» **TO DO**
How many lines of the data hold the word "once"? State the number and nothing else.
= = = = =
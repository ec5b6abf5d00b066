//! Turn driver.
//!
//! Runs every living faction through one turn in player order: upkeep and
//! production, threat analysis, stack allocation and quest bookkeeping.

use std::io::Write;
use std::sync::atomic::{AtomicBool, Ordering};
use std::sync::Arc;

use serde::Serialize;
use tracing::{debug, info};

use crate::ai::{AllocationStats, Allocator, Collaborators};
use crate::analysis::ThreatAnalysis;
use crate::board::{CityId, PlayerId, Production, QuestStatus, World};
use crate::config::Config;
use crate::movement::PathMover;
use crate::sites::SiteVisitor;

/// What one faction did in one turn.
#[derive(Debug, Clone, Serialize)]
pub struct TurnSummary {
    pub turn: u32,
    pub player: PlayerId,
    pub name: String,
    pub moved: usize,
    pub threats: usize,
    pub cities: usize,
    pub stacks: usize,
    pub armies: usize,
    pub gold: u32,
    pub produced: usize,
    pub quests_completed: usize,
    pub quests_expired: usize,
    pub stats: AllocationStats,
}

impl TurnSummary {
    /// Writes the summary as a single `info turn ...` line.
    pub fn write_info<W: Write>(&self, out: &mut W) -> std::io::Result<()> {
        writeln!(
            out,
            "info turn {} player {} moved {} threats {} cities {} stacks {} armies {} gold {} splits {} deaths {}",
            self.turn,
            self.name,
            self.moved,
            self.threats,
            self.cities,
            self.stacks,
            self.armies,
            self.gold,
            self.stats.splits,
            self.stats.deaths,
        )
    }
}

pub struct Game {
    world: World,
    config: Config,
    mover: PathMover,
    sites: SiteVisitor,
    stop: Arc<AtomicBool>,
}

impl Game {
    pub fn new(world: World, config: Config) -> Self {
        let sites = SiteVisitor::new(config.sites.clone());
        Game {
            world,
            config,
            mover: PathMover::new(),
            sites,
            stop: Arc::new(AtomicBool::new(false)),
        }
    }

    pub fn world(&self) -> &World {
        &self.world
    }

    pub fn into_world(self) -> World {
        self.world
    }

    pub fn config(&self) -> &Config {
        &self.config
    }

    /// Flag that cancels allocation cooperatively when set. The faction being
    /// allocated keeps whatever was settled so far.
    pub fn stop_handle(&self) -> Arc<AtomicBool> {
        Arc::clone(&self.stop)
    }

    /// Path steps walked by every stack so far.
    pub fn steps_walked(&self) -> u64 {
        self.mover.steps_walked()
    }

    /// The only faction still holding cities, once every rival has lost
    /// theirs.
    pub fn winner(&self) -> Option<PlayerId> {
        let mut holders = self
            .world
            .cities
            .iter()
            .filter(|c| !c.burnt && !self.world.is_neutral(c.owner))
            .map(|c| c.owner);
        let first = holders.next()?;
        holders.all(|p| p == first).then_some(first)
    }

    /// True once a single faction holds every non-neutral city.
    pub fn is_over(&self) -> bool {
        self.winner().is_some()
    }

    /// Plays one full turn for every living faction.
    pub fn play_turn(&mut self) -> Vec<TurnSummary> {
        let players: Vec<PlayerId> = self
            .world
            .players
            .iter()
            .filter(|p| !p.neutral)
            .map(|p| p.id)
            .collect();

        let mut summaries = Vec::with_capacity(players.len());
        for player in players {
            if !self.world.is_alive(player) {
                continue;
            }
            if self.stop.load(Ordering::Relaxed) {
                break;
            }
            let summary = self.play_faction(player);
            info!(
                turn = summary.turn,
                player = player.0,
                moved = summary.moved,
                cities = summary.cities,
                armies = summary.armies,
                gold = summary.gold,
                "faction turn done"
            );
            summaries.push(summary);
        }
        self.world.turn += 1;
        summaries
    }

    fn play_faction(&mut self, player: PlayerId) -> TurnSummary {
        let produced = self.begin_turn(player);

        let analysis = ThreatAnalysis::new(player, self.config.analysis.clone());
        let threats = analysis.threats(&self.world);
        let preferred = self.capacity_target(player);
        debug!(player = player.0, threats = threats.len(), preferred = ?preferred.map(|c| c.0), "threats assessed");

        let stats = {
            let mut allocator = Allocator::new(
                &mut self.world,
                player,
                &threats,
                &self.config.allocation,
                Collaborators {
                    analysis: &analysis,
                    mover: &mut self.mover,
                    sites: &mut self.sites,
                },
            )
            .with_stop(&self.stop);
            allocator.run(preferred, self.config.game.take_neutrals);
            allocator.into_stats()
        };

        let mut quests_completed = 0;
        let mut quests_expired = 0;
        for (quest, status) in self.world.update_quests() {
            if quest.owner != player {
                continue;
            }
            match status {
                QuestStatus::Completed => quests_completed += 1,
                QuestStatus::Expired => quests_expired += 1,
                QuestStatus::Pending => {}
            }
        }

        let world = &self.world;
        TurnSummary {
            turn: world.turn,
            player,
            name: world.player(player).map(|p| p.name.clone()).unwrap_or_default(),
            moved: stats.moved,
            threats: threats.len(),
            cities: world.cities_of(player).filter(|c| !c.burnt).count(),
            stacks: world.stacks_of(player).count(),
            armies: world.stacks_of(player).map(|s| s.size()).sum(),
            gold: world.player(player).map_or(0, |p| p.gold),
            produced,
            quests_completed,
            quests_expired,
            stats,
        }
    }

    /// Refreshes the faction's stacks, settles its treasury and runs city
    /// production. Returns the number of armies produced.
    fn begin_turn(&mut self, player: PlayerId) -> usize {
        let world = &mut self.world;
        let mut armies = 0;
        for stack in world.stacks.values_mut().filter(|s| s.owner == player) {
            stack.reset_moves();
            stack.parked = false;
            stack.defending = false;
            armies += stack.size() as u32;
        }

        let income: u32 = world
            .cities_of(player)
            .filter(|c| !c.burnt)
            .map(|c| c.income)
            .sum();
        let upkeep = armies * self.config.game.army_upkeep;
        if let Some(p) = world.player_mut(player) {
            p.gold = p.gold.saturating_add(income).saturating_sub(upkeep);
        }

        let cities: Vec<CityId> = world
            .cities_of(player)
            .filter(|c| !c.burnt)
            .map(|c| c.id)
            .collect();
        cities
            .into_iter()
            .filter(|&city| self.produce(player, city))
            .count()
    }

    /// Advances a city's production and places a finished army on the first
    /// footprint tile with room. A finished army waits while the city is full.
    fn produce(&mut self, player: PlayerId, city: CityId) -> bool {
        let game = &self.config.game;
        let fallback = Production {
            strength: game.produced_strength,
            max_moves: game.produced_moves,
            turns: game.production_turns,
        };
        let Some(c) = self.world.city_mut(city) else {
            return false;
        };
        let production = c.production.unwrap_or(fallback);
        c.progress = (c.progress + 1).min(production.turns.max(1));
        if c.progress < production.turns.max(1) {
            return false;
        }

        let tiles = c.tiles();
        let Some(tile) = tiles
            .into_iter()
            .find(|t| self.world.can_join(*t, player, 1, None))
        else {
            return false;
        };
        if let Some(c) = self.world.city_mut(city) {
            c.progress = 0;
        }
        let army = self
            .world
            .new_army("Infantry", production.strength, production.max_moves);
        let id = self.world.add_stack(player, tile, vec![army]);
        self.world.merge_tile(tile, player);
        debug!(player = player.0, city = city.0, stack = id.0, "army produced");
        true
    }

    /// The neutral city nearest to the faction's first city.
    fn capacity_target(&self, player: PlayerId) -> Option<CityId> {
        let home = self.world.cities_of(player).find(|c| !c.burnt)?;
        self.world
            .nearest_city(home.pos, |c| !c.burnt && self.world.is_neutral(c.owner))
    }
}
= = = = =
» **YOUR SOLUTION**
2